If we ever needed proof that time is an arrow, this is it. Once a polymorphism happens, the DNA can’t go backward in time and reverse it. It can only carry the glitch forward. Once the glitches have been identified, it is not difficult to put their genomes in temporal order, one genome begetting another. The result is a family tree in which grandpa’s evolutionary peculiarity gets passed down to each subsequent generation. Putting a family tree together gives us the history of an outbreak. To go back to the Black Death, the DNA recovered from East Smithfield differs by only two glitches from the DNA recovered from Barcelona. In turn, plague DNA from a recent excavation in Bolgar City, briefly a Mongol capital up the Volga River, is just one polymorphism different from the London DNA. The changes got passed down the line. The DNA IN Barcelona glitched before it got to London, and London got glitched when it went up the Volga. Regardless of what the documents might or might not say, the bodily remains tell us that this wave of the plague moved from Barcelona to London and then up the Volga, tracing a curioulys circular movement that carried the disease back into the Mongol zone from which it first emerged.
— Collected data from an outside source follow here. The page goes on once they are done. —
// SPDX-License-Identifier: AGPL-3.0-or-later

/// `SqlStore` errors.
#[derive(thiserror::Error, Debug)]
pub enum SqlStoreError {
    /// Error returned from the database.
    #[error(transparent)]
    Database(#[from] sqlx::Error),

    /// Error which occurs when an insert or update did not affect the
    /// expected number of rows.
    #[error("Unexpected number of affected rows when writing into {0} table")]
    WriteFailed(&'static str),
}

impl SqlStoreError {
    /// Returns true when the database rejected a write because of a schema
    /// constraint.
    ///
    /// On a natural key this is the idempotence contract doing its job as
    /// second line of defense; the persistence worker treats such events as
    /// malformed-and-skipped instead of retrying them forever.
    pub fn is_constraint_violation(&self) -> bool {
        match self {
            SqlStoreError::Database(sqlx::Error::Database(err)) => {
                // Class 23 covers all integrity constraint violations on
                // Postgres. SQLite reports them in the message text only.
                err.code().map_or(false, |code| code.starts_with("23"))
                    || err.message().contains("constraint")
            }
            _ => false,
        }
    }
}
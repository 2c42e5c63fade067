// SPDX-License-Identifier: AGPL-3.0-or-later

use std::time::Duration;

use anyhow::Result;
use futures::StreamExt;
use log::{info, warn};

use crate::buffer::EventPublisher;
use crate::bus::{ServiceMessage, ServiceSender};
use crate::context::Context;
use crate::manager::Shutdown;
use crate::stream::{Cursor, JetstreamClient, StreamFrame};

/// First retry delay for a failed publish into the buffer.
const PUBLISH_RETRY_MIN: Duration = Duration::from_secs(1);

/// Upper bound for the exponential publish retry backoff.
const PUBLISH_RETRY_MAX: Duration = Duration::from_secs(30);

/// Ingest daemon: reads frames from the upstream feed and hands them off to
/// the durable buffer.
///
/// The service pulls the next frame only after the previous one has been
/// acknowledged by the buffer, so a full or unavailable buffer stalls the
/// feed subscription instead of dropping events. On shutdown an in-flight,
/// unacknowledged frame is abandoned without advancing the cursor; the next
/// start redelivers it.
pub async fn stream_service(
    context: Context,
    shutdown: Shutdown,
    tx: ServiceSender,
) -> Result<()> {
    let publisher = EventPublisher::new(&context.config.buffer)?;
    let client = JetstreamClient::new(context.config.stream.clone());
    let cursor = Cursor::new(context.config.stream.cursor);

    let ingest = async {
        let mut frames = Box::pin(client.frames(cursor.clone()));

        while let Some(frame) = frames.next().await {
            publish_frame(&publisher, &tx, &cursor, frame).await;
        }
    };

    tokio::select! {
        _ = shutdown => {
            info!("Stream service received shutdown signal");
        }
        _ = ingest => (),
    }

    Ok(())
}

/// Publishes one frame, retrying transient buffer failures forever, and
/// advances the cursor once the frame is durably buffered.
async fn publish_frame(
    publisher: &EventPublisher,
    tx: &ServiceSender,
    cursor: &Cursor,
    frame: StreamFrame,
) {
    let key = frame
        .envelope
        .as_ref()
        .map(|envelope| envelope.did.as_str())
        .unwrap_or_default();

    let mut delay = PUBLISH_RETRY_MIN;
    loop {
        match publisher.publish(key, &frame.payload).await {
            Ok(()) => break,
            Err(err) => {
                warn!("{}, retrying in {:?}", err, delay);
                tokio::time::sleep(delay).await;
                delay = (delay * 2).min(PUBLISH_RETRY_MAX);
            }
        }
    }

    // Only a durably buffered frame moves the resume position. Malformed
    // frames carry no envelope and leave the cursor untouched.
    if let Some(envelope) = &frame.envelope {
        cursor.advance(envelope.time_us);
        let _ = tx.send(ServiceMessage::EventBuffered {
            actor: envelope.did.clone(),
            cursor: envelope.time_us,
        });
    }
}
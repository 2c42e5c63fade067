// SPDX-License-Identifier: AGPL-3.0-or-later

use std::time::Duration;

use anyhow::Result;
use log::{info, warn};

use crate::buffer::{BufferedEvent, EventConsumer};
use crate::bus::{ServiceMessage, ServiceSender};
use crate::context::Context;
use crate::manager::Shutdown;
use crate::persister::{Outcome, Persister};

/// First retry delay for transient consume and storage failures.
const RETRY_DELAY_MIN: Duration = Duration::from_secs(1);

/// Upper bound for the exponential retry backoff.
const RETRY_DELAY_MAX: Duration = Duration::from_secs(60);

/// Persistence daemon: consumes buffered events and applies them to the
/// relational store.
///
/// The consumer offset is committed only after the persistence transaction
/// succeeded. On shutdown the in-flight unit of work finishes or is
/// abandoned uncommitted; either way the next start resumes from the last
/// committed offset and idempotent persistence absorbs the redelivery.
pub async fn persister_service(
    context: Context,
    shutdown: Shutdown,
    tx: ServiceSender,
) -> Result<()> {
    let consumer = EventConsumer::new(&context.config.buffer)?;
    let persister = Persister::new(context.store.clone(), &context.config);

    let consume = async {
        loop {
            let event = match consumer.recv().await {
                Ok(event) => event,
                Err(err) => {
                    warn!("{}, retrying in {:?}", err, RETRY_DELAY_MIN);
                    tokio::time::sleep(RETRY_DELAY_MIN).await;
                    continue;
                }
            };

            let outcome = process_with_retry(&persister, &event).await;

            // The offset advances past malformed events as well. A failed
            // commit is only logged: redelivery is safe since persistence is
            // idempotent.
            if let Err(err) = consumer.commit(&event) {
                warn!("{}", err);
            }

            if let Outcome::Persisted { actor } = outcome {
                let _ = tx.send(ServiceMessage::EventPersisted { actor });
            }
        }
    };

    tokio::select! {
        _ = shutdown => {
            info!("Persister service received shutdown signal");
        }
        _ = consume => (),
    }

    Ok(())
}

/// Applies one event, retrying transient storage failures forever with
/// bounded exponential backoff. The offset of the event stays uncommitted
/// until this returns.
async fn process_with_retry(persister: &Persister, event: &BufferedEvent) -> Outcome {
    let mut delay = RETRY_DELAY_MIN;

    loop {
        match persister.process(event.offset, &event.payload).await {
            Ok(outcome) => return outcome,
            Err(err) => {
                warn!(
                    "Persisting event at offset {} failed: {}, retrying in {:?}",
                    event.offset, err, delay
                );
                tokio::time::sleep(delay).await;
                delay = (delay * 2).min(RETRY_DELAY_MAX);
            }
        }
    }
}
// SPDX-License-Identifier: AGPL-3.0-or-later

use std::future::Future;

use anyhow::Result;
use log::{error, info};
use tokio::sync::broadcast;
use tokio::sync::broadcast::error::RecvError;
use tokio::task;
use tokio::task::JoinHandle;
use triggered::{Listener, Trigger};

/// Sends messages through the communication bus between services.
pub type Sender<T> = broadcast::Sender<T>;

/// Receives shutdown signal for services so they can react accordingly.
pub type Shutdown = JoinHandle<()>;

/// This trait defines a generic async service function receiving a shared
/// context and access to the communication bus and shutdown signal handler.
///
/// It is also using the `async_trait` macro as a trick to avoid a more ugly
/// trait signature as working with generic, static, pinned and boxed async
/// functions can look quite messy.
#[async_trait::async_trait]
pub trait Service<D, M>
where
    D: Clone + Send + Sync + 'static,
    M: Clone + Send + Sync + 'static,
{
    async fn call(&self, context: D, shutdown: Shutdown, tx: Sender<M>) -> Result<()>;
}

/// Implements our `Service` trait for a generic async function.
#[async_trait::async_trait]
impl<FN, F, D, M> Service<D, M> for FN
where
    // Function accepting a context and our communication channels, returning a future.
    FN: Fn(D, Shutdown, Sender<M>) -> F + Sync,
    // A future
    F: Future<Output = Result<()>> + Send + 'static,
    // Generic context type.
    D: Clone + Send + Sync + 'static,
    // Generic message type for the communication bus.
    M: Clone + Send + Sync + 'static,
{
    async fn call(&self, context: D, shutdown: Shutdown, tx: Sender<M>) -> Result<()> {
        (self)(context, shutdown, tx).await
    }
}

/// Wrapper around `Trigger` which fires as soon as it gets dropped.
///
/// This way a panicking service still announces its exit: the wrapper goes
/// out of scope together with the panicked task.
#[derive(Clone)]
struct ExitSignal(Trigger);

impl ExitSignal {
    /// Fires the signal manually.
    pub fn trigger(&self) {
        self.0.trigger();
    }
}

impl Drop for ExitSignal {
    fn drop(&mut self) {
        self.trigger();
    }
}

/// Service manager for orchestration of the long-running pipeline daemons.
///
/// The manager offers a broadcast bus for cross-service messages and a
/// shutdown signal every service can subscribe to for graceful teardown.
///
/// A stopped service (panic, error or regular return) fires an exit signal
/// which can be awaited via `on_exit`. A stopped daemon usually indicates
/// system failure, the recommended reaction is shutting the node down.
pub struct ServiceManager<D, M>
where
    D: Clone + Send + Sync + 'static,
    M: Clone + Send + Sync + 'static,
{
    /// Shared, thread-safe context between services.
    context: D,

    /// Sender of our communication bus.
    tx: Sender<M>,

    /// Sender of exit signal.
    ///
    /// The manager catches returned errors or panics from services and fires
    /// the exit signal.
    exit_signal: ExitSignal,

    /// Receiver of exit signal.
    exit_handle: Listener,

    /// Sender of shutdown signal.
    ///
    /// This needs to be a broadcast channel as we keep count of the
    /// subscribers and stop the service manager as soon as all of them have
    /// been dropped.
    shutdown_signal: broadcast::Sender<bool>,
}

impl<D, M> ServiceManager<D, M>
where
    D: Clone + Send + Sync + 'static,
    M: Clone + Send + Sync + 'static,
{
    /// Returns a new instance of a service manager.
    ///
    /// The `capacity` argument defines the maximum bound of messages on the
    /// communication bus which get broadcasted across all services.
    pub fn new(capacity: usize, context: D) -> Self {
        let (tx, _) = broadcast::channel(capacity);
        let (shutdown_signal, _) = broadcast::channel(16);
        let (exit_signal, exit_handle) = triggered::trigger();

        Self {
            context,
            tx,
            exit_signal: ExitSignal(exit_signal),
            exit_handle,
            shutdown_signal,
        }
    }

    /// Adds a new service to the manager and spawns it right away.
    pub fn add<F: Service<D, M> + Send + Sync + Copy + 'static>(
        &mut self,
        name: &'static str,
        service: F,
    ) {
        // Sender for communication bus
        let tx = self.tx.clone();

        // Sender and receiver for shutdown channel
        let shutdown_tx = self.shutdown_signal.clone();
        let mut shutdown_rx = shutdown_tx.subscribe();

        // Wait for any signal from the shutdown channel
        let signal = task::spawn(async move {
            let _ = shutdown_rx.recv().await;
        });

        // Sender for exit signal
        let exit_signal = self.exit_signal.clone();

        // Reference to shared context
        let context = self.context.clone();

        task::spawn(async move {
            info!("Start {} service", name);

            // Run the service!
            let handle = service.call(context, signal, tx).await;

            // Drop the shutdown sender of this service when we're done, this
            // signals the shutdown process that this service has finally
            // stopped
            drop(shutdown_tx);

            // Handle potential errors which have been returned by the service
            if let Some(err) = handle.err() {
                error!("Error in {} service: {}", name, err);
                exit_signal.trigger();
            }

            // `exit_signal` goes out of scope here. Since `ExitSignal` fires
            // on drop we also announce exits caused by panics or returns.
        });
    }

    /// Future which resolves as soon as a service returned an error, panicked
    /// or stopped.
    pub async fn on_exit(&self) {
        self.exit_handle.clone().await;
    }

    /// Informs all services about graceful shutdown and waits until they all
    /// stopped.
    pub async fn shutdown(self) {
        info!("Received shutdown signal");

        let mut rx = self.shutdown_signal.subscribe();

        // Broadcast graceful shutdown messages to all services
        self.shutdown_signal.send(true).unwrap();

        // We drop our sender first to make sure _all_ senders get eventually
        // closed, because the recv() call otherwise sleeps forever
        drop(self.shutdown_signal);

        // When every sender has gone out of scope, the recv call will return
        // with a `Closed` error. This is our signal that all services have
        // been finally shut down and we are done for good!
        while !matches!(rx.recv().await, Err(RecvError::Closed)) {}
    }
}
This may be stating the obvious, but a pathogen doesn’t move unless people do. The plague can drift about among rodent populations, but it can’t cover more than fifteen kilometers a year. The coronavirus couldn’t manage a kilometer without our involvement. In other words, viruses and bacteria don’t cause pandemics; they merely exploit whatever opportunities are on offer, whether that is a plane ride to the next international airport or a boat ride up the Volga.
Pathogens lead simple lives and tell simple stories. It is we who complicate the picture. Pandemics are us.
This is why historians love pandemics. They show people in motion. Showing that, they show us how places and people across the world were connected to each other long before anyone dreamed of our version of globalization. Modern transportation systems and the systems of global greed we decorate with the name of supply chains have given us the means to speed up the process, but otherwise it’s still the same story. Well, not quite. Modern medicine has given us the technologies of vaccination and intensive-care treatment to which our ancestors had no access. Even though some of us will die, we in 2020 are the lucky ones. Without these technologies, the current outbreak of COVID-19 might well be chalking up fatality rates to match the Spanish flu a century ago, or even the Black Death another six centuries before that. But this is not good enough to congratulate ourselves. The medical science has improved, but our social policies haven’t. For the elderly, for the marginalized, those without access to medical care, the outcome will not be kind. The fact that bodies will not be piling up outside city gates is a reprieve of sorts. We would do well to use this reprieve to begin learning about the interconnectedness of us all, and acting accordingly.